HIV treatment can bring HIV down to levels ‘undetectable’ with traditional methods. Researchers have discovered that new tools (e.g. single cell sequencing) allow them to detect extremely low levels of HIV hiding out in infected cells.

These more exotic tests can find things that other tests miss.

Theories about infections causing chronic illness

  • ME/CFS: John Chia believes that enteroviruses are a major cause of ME/CFS while other infectious and non-infectious causes play a role. He successfully treated his son. Steven Phillips’ book Chronic discusses vector-borne illnesses; he successfully treated himself after a 2-year battle that left him bedridden and unable to work.
  • Long COVID: Some point to reactivated shingles (herpes zoster), EBV, CMV, etc.
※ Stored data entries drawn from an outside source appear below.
impl AggregateState {
    pub(crate) const fn new(spec: &AggregateSpec) -> Self {
        if spec.distinct {
            Self::Distinct(Vec::new())
        } else {
            Self::for_kind(spec.kind)
        }
    }

    const fn for_kind(kind: AggregateKind) -> Self {
        match kind {
            AggregateKind::CountStar | AggregateKind::Count => Self::Count(0),
            AggregateKind::Sum => Self::Sum(None),
            AggregateKind::Avg => Self::Avg { count: 0, sum: None },
            AggregateKind::Min => Self::Min(None),
            AggregateKind::Max => Self::Max(None),
            AggregateKind::BitAnd => Self::BitAnd(None),
            AggregateKind::BitOr => Self::BitOr(None),
            AggregateKind::BitXor => Self::BitXor(None),
            AggregateKind::Variance
            | AggregateKind::VarPop
            | AggregateKind::VarSamp
            | AggregateKind::Stddev
            | AggregateKind::StddevPop
            | AggregateKind::StddevSamp => Self::Moments {
                count: 0,
                sum: 0.0,
                sum_sq: 0.0,
            },
            AggregateKind::Median
            | AggregateKind::PercentileCont
            | AggregateKind::PercentileDisc => Self::Values(Vec::new()),
        }
    }

    /// Fold one input value into the state. NULL inputs are ignored by
    /// every function except COUNT(*).
    pub(crate) fn accumulate(
        &mut self,
        spec: &AggregateSpec,
        input: Option<&Value>,
    ) -> Result<(), InternalError> {
        if spec.kind == AggregateKind::CountStar {
            if let Self::Count(count) = self {
                *count = count.saturating_add(1);
            }
            return Ok(());
        }

        let Some(value) = input.filter(|value| !value.is_null()) else {
            return Ok(());
        };

        match self {
            Self::Count(count) => *count = count.saturating_add(1),
            Self::Sum(sum) => add_sum(sum, numeric_input(spec, value)?)?,
            Self::Avg { count, sum } => {
                add_sum(sum, numeric_input(spec, value)?)?;
                *count = count.saturating_add(1);
            }
            Self::Min(best) => keep_extreme(best, value, Ordering::Less),
            Self::Max(best) => keep_extreme(best, value, Ordering::Greater),
            Self::BitAnd(acc) => {
                let bits = bits_input(spec, value)?;
                *acc = Some(acc.map_or(bits, |current| current & bits));
            }
            Self::BitOr(acc) => {
                let bits = bits_input(spec, value)?;
                *acc = Some(acc.map_or(bits, |current| current | bits));
            }
            Self::BitXor(acc) => {
                let bits = bits_input(spec, value)?;
                *acc = Some(acc.map_or(bits, |current| current ^ bits));
            }
            Self::Moments { count, sum, sum_sq } => {
                let v = numeric_input(spec, value)?.to_f64();
                *count = count.saturating_add(1);
                *sum += v;
                *sum_sq += v * v;
                check_moments(*sum, *sum_sq)?;
            }
            Self::Values(values) => {
                let v = numeric_input(spec, value)?.to_f64();
                values.try_reserve(1).map_err(|_| {
                    InternalError::out_of_memory(
                        ErrorOrigin::Aggregate,
                        "percentile value buffer",
                        size_of::<f64>() as u64,
                    )
                })?;
                values.push(v);
            }
            Self::Distinct(values) => {
                check_operand(spec, value)?;
                insert_distinct(values, value.clone())?;
            }
        }

        Ok(())
    }

    /// Merge a partial state of the same function into this one.
    pub(crate) fn merge(&mut self, other: Self) -> Result<(), InternalError> {
        match (self, other) {
            (Self::Count(left), Self::Count(right)) => *left = left.saturating_add(right),
            (Self::Sum(left), Self::Sum(right)) => {
                if let Some(right) = right {
                    add_sum(left, right)?;
                }
            }
            (
                Self::Avg { count, sum },
                Self::Avg {
                    count: right_count,
                    sum: right_sum,
                },
            ) => {
                *count = count.saturating_add(right_count);
                if let Some(right_sum) = right_sum {
                    add_sum(sum, right_sum)?;
                }
            }
            (Self::Min(left), Self::Min(right)) => {
                if let Some(right) = right {
                    keep_extreme(left, &right, Ordering::Less);
                }
            }
            (Self::Max(left), Self::Max(right)) => {
                if let Some(right) = right {
                    keep_extreme(left, &right, Ordering::Greater);
                }
            }
            (Self::BitAnd(left), Self::BitAnd(right)) => merge_bits(left, right, |a, b| a & b),
            (Self::BitOr(left), Self::BitOr(right)) => merge_bits(left, right, |a, b| a | b),
            (Self::BitXor(left), Self::BitXor(right)) => merge_bits(left, right, |a, b| a ^ b),
            (
                Self::Moments { count, sum, sum_sq },
                Self::Moments {
                    count: right_count,
                    sum: right_sum,
                    sum_sq: right_sum_sq,
                },
            ) => {
                *count = count.saturating_add(right_count);
                *sum += right_sum;
                *sum_sq += right_sum_sq;
                check_moments(*sum, *sum_sq)?;
            }
            (Self::Values(left), Self::Values(mut right)) => {
                left.try_reserve(right.len()).map_err(|_| {
                    InternalError::out_of_memory(
                        ErrorOrigin::Aggregate,
                        "percentile value buffer",
                        (right.len() * size_of::<f64>()) as u64,
                    )
                })?;
                left.append(&mut right);
            }
            (Self::Distinct(left), Self::Distinct(right)) => {
                for value in right {
                    insert_distinct(left, value)?;
                }
            }
            (left, right) => {
                return Err(InternalError::aggregate_invariant(format!(
                    "cannot merge mismatched aggregate states: {left:?} vs {right:?}"
                )));
            }
        }

        Ok(())
    }

    /// Produce the aggregate's output value.
    pub(crate) fn finalize(self, spec: &AggregateSpec) -> Result<Value, InternalError> {
        Ok(match self {
            Self::Count(count) => Value::Uint(count),
            Self::Sum(sum) => sum.map_or(Value::Null, SumValue::into_value),
            Self::Avg { count, sum } => match sum {
                Some(sum) if count > 0 => Value::float(sum.to_f64() / count_f64(count)),
                _ => Value::Null,
            },
            Self::Min(best) | Self::Max(best) => best.unwrap_or(Value::Null),
            Self::BitAnd(acc) | Self::BitOr(acc) | Self::BitXor(acc) => {
                acc.map_or(Value::Null, Value::Uint)
            }
            Self::Moments { count, sum, sum_sq } => finalize_moments(spec.kind, count, sum, sum_sq),
            Self::Values(mut values) => {
                if values.is_empty() {
                    return Ok(Value::Null);
                }
                values.sort_by(f64::total_cmp);
                let fraction = spec.fraction();
                let picked = if spec.kind == AggregateKind::PercentileDisc {
                    percentile_disc(&values, fraction)
                } else {
                    percentile_cont(&values, fraction)
                };

                Value::float(picked)
            }
            Self::Distinct(values) => return Self::finalize_distinct(spec, &values),
        })
    }

    fn finalize_distinct(spec: &AggregateSpec, values: &[Value]) -> Result<Value, InternalError> {
        let mut state = Self::for_kind(spec.kind);
        for value in values {
            state.accumulate(spec, Some(value))?;
        }

        state.finalize(spec)
    }

    /// Approximate resident size of this state.
    pub(crate) fn estimated_size(&self) -> usize {
        let heap = match self {
            Self::Min(Some(value)) | Self::Max(Some(value)) => value.estimated_size(),
            Self::Values(values) => values.capacity().saturating_mul(size_of::<f64>()),
            Self::Distinct(values) => values
                .iter()
                .map(Value::estimated_size)
                .fold(0, usize::saturating_add),
            _ => 0,
        };

        size_of::<Self>().saturating_add(heap)
    }
}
Reactivated infections are also seen in post-vax.
  • Mysterious diseases that turned out to be caused by infections: Syphilis and (acute) Lyme infections were commonly misdiagnosed as something else until we understood these infections and how to treat them. Patients who have symptoms of multiple sclerosis are normally tested for various infections. Ruling them out is necessary for a MS diagnosis.

The good news - treat to test

The good news is that the lack of testing doesn’t stop patients from recovering. Patients (with appropriate supervision) can trial treatments to find effective treatment and to possibly generate some information to help figure out what’s happening. This is what John Chia does when tests come back negative.

That being said, you shouldn’t assume that your chronic illness is definitely caused by an infectious agent. To prove out those theories, we need to find the infections and we clearly haven’t done that yet. It’s possible that other things are going on; I maintain a list of various Long COVID and post-vax theories on this Long Haul Wiki page.

The current reality is that the treatments are ok and the testing is bad. Because testing is not very good, having access to the best medical tests does not seem to really help people recover. We know that the Long COVID and post-vax patients tested at the NIH do not seem to have exceptional results. See the conversation between Avindra Nath and Takashi Yamamura from Nov 2021. We know that a lot of people have gotten cytokines panels and have tried the suggestions of Patterson concierge docs. And we know of some people who have purchased auto-antibody tests from CellTrend, Berlin Cures, etc. But where we really seem to see results are from the people who have tried the better treatments (fasting, ivermectin, HCQ, black seed oil from Nigella Sativa, high ATA HBOT, statins).

So while testing is interesting, it has been fairly disappointing in terms of helping people recover.